How will we be paid if there aren’t any jobs left? According to futurist David Wood, what’s required is a reimagining of our society. Essentially he prophesied a shift to the left, where people are paid a living wage and the companies like Google (who make all the money), finance our lives of leisure. This is a logical view and an optimistic one. People have never been good of letting go of their identity, and part of this is creating out-groups such as “people on state benefits”. There will always be a stigma attached to those who don’t work, even if the work is meaningless, repetitive and pointless.
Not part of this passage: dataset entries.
//! Training bookkeeping for a crew member

use super::CrewHealthState;
use crate::config::HealthSettings;
use crate::error::HealthError;
use crate::module::HealthModule;
use crate::types::{ConditionKind, RosterStatus};
use serde::{Deserialize, Serialize};
use tracing::info;

/// A module waiting in the training queue
#[derive(Debug, Clone, Copy, PartialEq, Serialize, Deserialize)]
pub struct TrainingItem {
    pub module_id: u32,
    pub complexity: f64,
}

impl CrewHealthState {
    /// Training level reached for a module, within [0, training cap]
    pub fn training_level(&self, module_id: u32) -> f64 {
        self.training.get(&module_id).copied().unwrap_or(0.0)
    }

    pub fn training_queue(&self) -> &[TrainingItem] {
        &self.training_queue
    }

    /// Level gained per day on a module of complexity 1
    pub fn training_per_day(&self, settings: &HealthSettings) -> f64 {
        self.training_speed * settings.training.per_day
    }

    /// Why this crew member can't train at the home base, if they can't
    pub fn training_blocker(&self) -> Option<&'static str> {
        if self.status != RosterStatus::Available {
            Some("not at the home base")
        } else if self.has_condition(ConditionKind::Sick) {
            Some("sick")
        } else if self.has_condition(ConditionKind::Exhausted) {
            Some("exhausted")
        } else {
            None
        }
    }

    pub fn can_train_at_home(&self) -> bool {
        self.training_blocker().is_none()
    }

    /// Queue every module that still needs training and mark the crew member as training
    ///
    /// Returns the number of queued modules.
    pub fn start_training(
        &mut self,
        modules: &[&HealthModule],
        vessel_name: &str,
        now: f64,
        settings: &HealthSettings,
    ) -> Result<usize, HealthError> {
        let reason = if !settings.training.enabled {
            Some("training is disabled")
        } else {
            self.training_blocker()
        };
        if let Some(reason) = reason {
            return Err(HealthError::CannotTrain {
                name: self.name.clone(),
                reason: reason.to_string(),
            });
        }

        let cap = settings.training.cap;
        let queue: Vec<TrainingItem> = modules
            .iter()
            .filter(|m| m.needs_training() && self.training_level(m.id) < cap)
            .map(|m| TrainingItem {
                module_id: m.id,
                complexity: m.complexity,
            })
            .collect();
        if queue.is_empty() {
            return Err(HealthError::NothingToTrain(self.name.clone()));
        }

        info!(
            "{} started training for {} on {} modules.",
            self.name,
            vessel_name,
            queue.len()
        );
        let queued = queue.len();
        self.training_queue = queue;
        self.training_vessel = Some(vessel_name.to_string());
        self.add_condition(ConditionKind::Training, now, None);
        Ok(queued)
    }

    /// Drop the queue and the training condition
    pub fn stop_training(&mut self) {
        self.training_queue.clear();
        self.training_vessel = None;
        self.remove_condition(ConditionKind::Training);
    }

    /// Whether training may progress right now
    pub fn is_training(&self) -> bool {
        self.has_condition(ConditionKind::Training)
            && self.status != RosterStatus::Assigned
            && !self.has_condition(ConditionKind::Sick)
    }

    /// Progress the queue by `days`, one module at a time
    ///
    /// Returns the days left over after the queue finished.
    pub fn train(&mut self, days: f64, settings: &HealthSettings) -> f64 {
        let per_day = self.training_per_day(settings);
        if !self.is_training() || days <= 0.0 || per_day <= 0.0 {
            return days.max(0.0);
        }

        let cap = settings.training.cap;
        let mut remaining = days;
        while let Some(item) = self.training_queue.first().copied() {
            let level = self.training_level(item.module_id);
            let rate = per_day / item.complexity;
            let needed = (cap - level).max(0.0) / rate;
            if needed > remaining {
                self.training.insert(item.module_id, level + rate * remaining);
                return 0.0;
            }
            self.training.insert(item.module_id, cap);
            self.training_queue.remove(0);
            remaining -= needed;
        }

        info!(
            "{} finished training for {}.",
            self.name,
            self.training_vessel.as_deref().unwrap_or("a vessel")
        );
        self.stop_training();
        remaining
    }

    /// Days needed to train `modules` up to the cap, `None` if training can't progress
    pub fn training_time(&self, modules: &[&HealthModule], settings: &HealthSettings) -> Option<f64> {
        let items: Vec<TrainingItem> = modules
            .iter()
            .filter(|m| m.needs_training())
            .map(|m| TrainingItem {
                module_id: m.id,
                complexity: m.complexity,
            })
            .collect();
        self.time_for(&items, settings)
    }

    /// Days left on the current queue
    pub fn remaining_training_time(&self, settings: &HealthSettings) -> Option<f64> {
        self.time_for(&self.training_queue, settings)
    }

    fn time_for(&self, items: &[TrainingItem], settings: &HealthSettings) -> Option<f64> {
        let per_day = self.training_per_day(settings);
        if per_day <= 0.0 {
            return None;
        }
        let cap = settings.training.cap;
        let work: f64 = items
            .iter()
            .map(|item| (cap - self.training_level(item.module_id)).max(0.0) * item.complexity)
            .sum();
        Some(work / per_day)
    }
}

#[cfg(test)]
mod tests {
    use super::*;
    use crate::module::ModuleConfiguration;
    use std::sync::Arc;

    fn modules() -> Vec<HealthModule> {
        let config = Arc::new(ModuleConfiguration {
            recuperation: 1.0,
            resource_consumption: 1.0,
            ..Default::default()
        });
        vec![
            HealthModule::new(1, Arc::clone(&config)).with_complexity(1.0),
            HealthModule::new(2, Arc::clone(&config)).with_complexity(2.0),
            HealthModule::new(3, config),
        ]
    }

    fn trainee() -> CrewHealthState {
        CrewHealthState::new("Bill".into(), "Bill", 1, &HealthSettings::default())
    }

    #[test]
    fn test_training_time_sums_items() {
        let settings = HealthSettings::default();
        let modules = modules();
        let refs: Vec<&HealthModule> = modules.iter().collect();
        // (0.6 * 1 + 0.6 * 2) / 0.1
        let days = trainee().training_time(&refs, &settings).unwrap();
        assert!((days - 18.0).abs() < 1e-9);
    }

    #[test]
    fn test_start_training_queues_modules() {
        let settings = HealthSettings::default();
        let modules = modules();
        let refs: Vec<&HealthModule> = modules.iter().collect();
        let mut crew = trainee();

        assert_eq!(crew.start_training(&refs, "Station", 0.0, &settings), Ok(2));
        assert!(crew.has_condition(ConditionKind::Training));
        assert_eq!(crew.training_vessel.as_deref(), Some("Station"));
        assert!((crew.remaining_training_time(&settings).unwrap() - 18.0).abs() < 1e-9);
    }

    #[test]
    fn test_cannot_train_when_assigned_or_sick() {
        let settings = HealthSettings::default();
        let modules = modules();
        let refs: Vec<&HealthModule> = modules.iter().collect();

        let mut assigned = trainee();
        assigned.status = RosterStatus::Assigned;
        assert!(matches!(
            assigned.start_training(&refs, "Station", 0.0, &settings),
            Err(HealthError::CannotTrain { .. })
        ));

        let mut sick = trainee();
        sick.add_condition(ConditionKind::Sick, 0.0, None);
        assert!(!sick.can_train_at_home());
    }

    #[test]
    fn test_nothing_to_train() {
        let settings = HealthSettings::default();
        let modules = modules();
        let refs: Vec<&HealthModule> = modules[2..].iter().collect();
        let mut crew = trainee();
        assert_eq!(
            crew.start_training(&refs, "Station", 0.0, &settings),
            Err(HealthError::NothingToTrain("Bill".to_string()))
        );
    }

    #[test]
    fn test_train_sequentially_to_cap() {
        let settings = HealthSettings::default();
        let modules = modules();
        let refs: Vec<&HealthModule> = modules.iter().collect();
        let mut crew = trainee();
        crew.start_training(&refs, "Station", 0.0, &settings).unwrap();

        // First module needs 6 days
        assert!(crew.train(3.0, &settings).abs() < f64::EPSILON);
        assert!((crew.training_level(1) - 0.3).abs() < 1e-9);
        assert!(crew.training_level(2).abs() < f64::EPSILON);

        assert!(crew.train(5.0, &settings).abs() < f64::EPSILON);
        assert!((crew.training_level(1) - 0.6).abs() < 1e-9);
        assert!((crew.training_level(2) - 0.1).abs() < 1e-9);

        let left = crew.train(100.0, &settings);
        assert!((left - 90.0).abs() < 1e-9);
        assert!((crew.training_level(2) - 0.6).abs() < 1e-9);
        assert!(!crew.has_condition(ConditionKind::Training));
        assert!(crew.training_vessel.is_none());
    }

    #[test]
    fn test_no_progress_while_assigned() {
        let settings = HealthSettings::default();
        let modules = modules();
        let refs: Vec<&HealthModule> = modules.iter().collect();
        let mut crew = trainee();
        crew.start_training(&refs, "Station", 0.0, &settings).unwrap();
        crew.status = RosterStatus::Assigned;
        crew.train(3.0, &settings);
        assert!(crew.training_level(1).abs() < f64::EPSILON);
    }

    #[test]
    fn test_training_speed_scales_time() {
        let settings = HealthSettings::default();
        let modules = modules();
        let refs: Vec<&HealthModule> = modules.iter().collect();
        let mut crew = trainee();
        crew.training_speed = 2.0;
        assert!((crew.training_time(&refs, &settings).unwrap() - 9.0).abs() < 1e-9);
        crew.training_speed = 0.0;
        assert!(crew.training_time(&refs, &settings).is_none());
    }
}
What of drones? I had a thoroughly rewarding conversation with Dr Ash Natraj of Vidrona. Over the course of 30mins I was able to grill him about all the barriers to a future where drones will drop off my groceries ordered through my AI machine. The key challenges are legislative. From what I understand, speaking to someone with a brain about 10 times as big as mine, the current concern is a security one. Drones might be used by criminals and terrorists for wicked purposes. The concern I raised was old Doris being taken out by a drone on her way back from bingo. According to Dr Natraj there are a number of solutions to this which include drones that can fly on one rota, and drones which have little parachutes. In any case he seemed hugely confident that we’d see drones hovering overhead in the very near future.
The key take away for me was that machines can learn faster than we can, therefore any concerns we have about safety can be mitigated with exuberant testing and time. Every time there’s a crash, such as the one the Google driverless car had earlier this month, the bug can be fixed and distributed to the whole network in hours.
A second key point was that, while most of us think about robots being physical, many more will be digital, in the cloud. A physical machine (like a Tesla car) can be connected to a machine mind which updates the car continuously using billions or trillions of data points. Human beings crash their cars all the time, of course, and there is no way to systematically improve the overall safety on the roads other than banning dangerous drivers or training people more rigorously.
The panellists agreed that the best approach for humanity is to work with machines. In my view there are some situations where the authenticity of human mistakes becomes a premium product. Think about all the brands that sell the handmade-ness of their process. The fact that my wife’s Mulberry handbag was made in a factory using actual human motor skills, makes it a scarcity, and scarcity, like Rhino horn, equals value.
Another solution is that, using technology, we could augment ourselves, essentially making us cyborgs. Imagine a chip in your brain that can triple your memory, or contact lenses in your eye that give you night vision. What’s clear is that we can’t hang around, with Moore’s Law leading us to the point of singularity, we need to evolve with the machines or risk being redundant.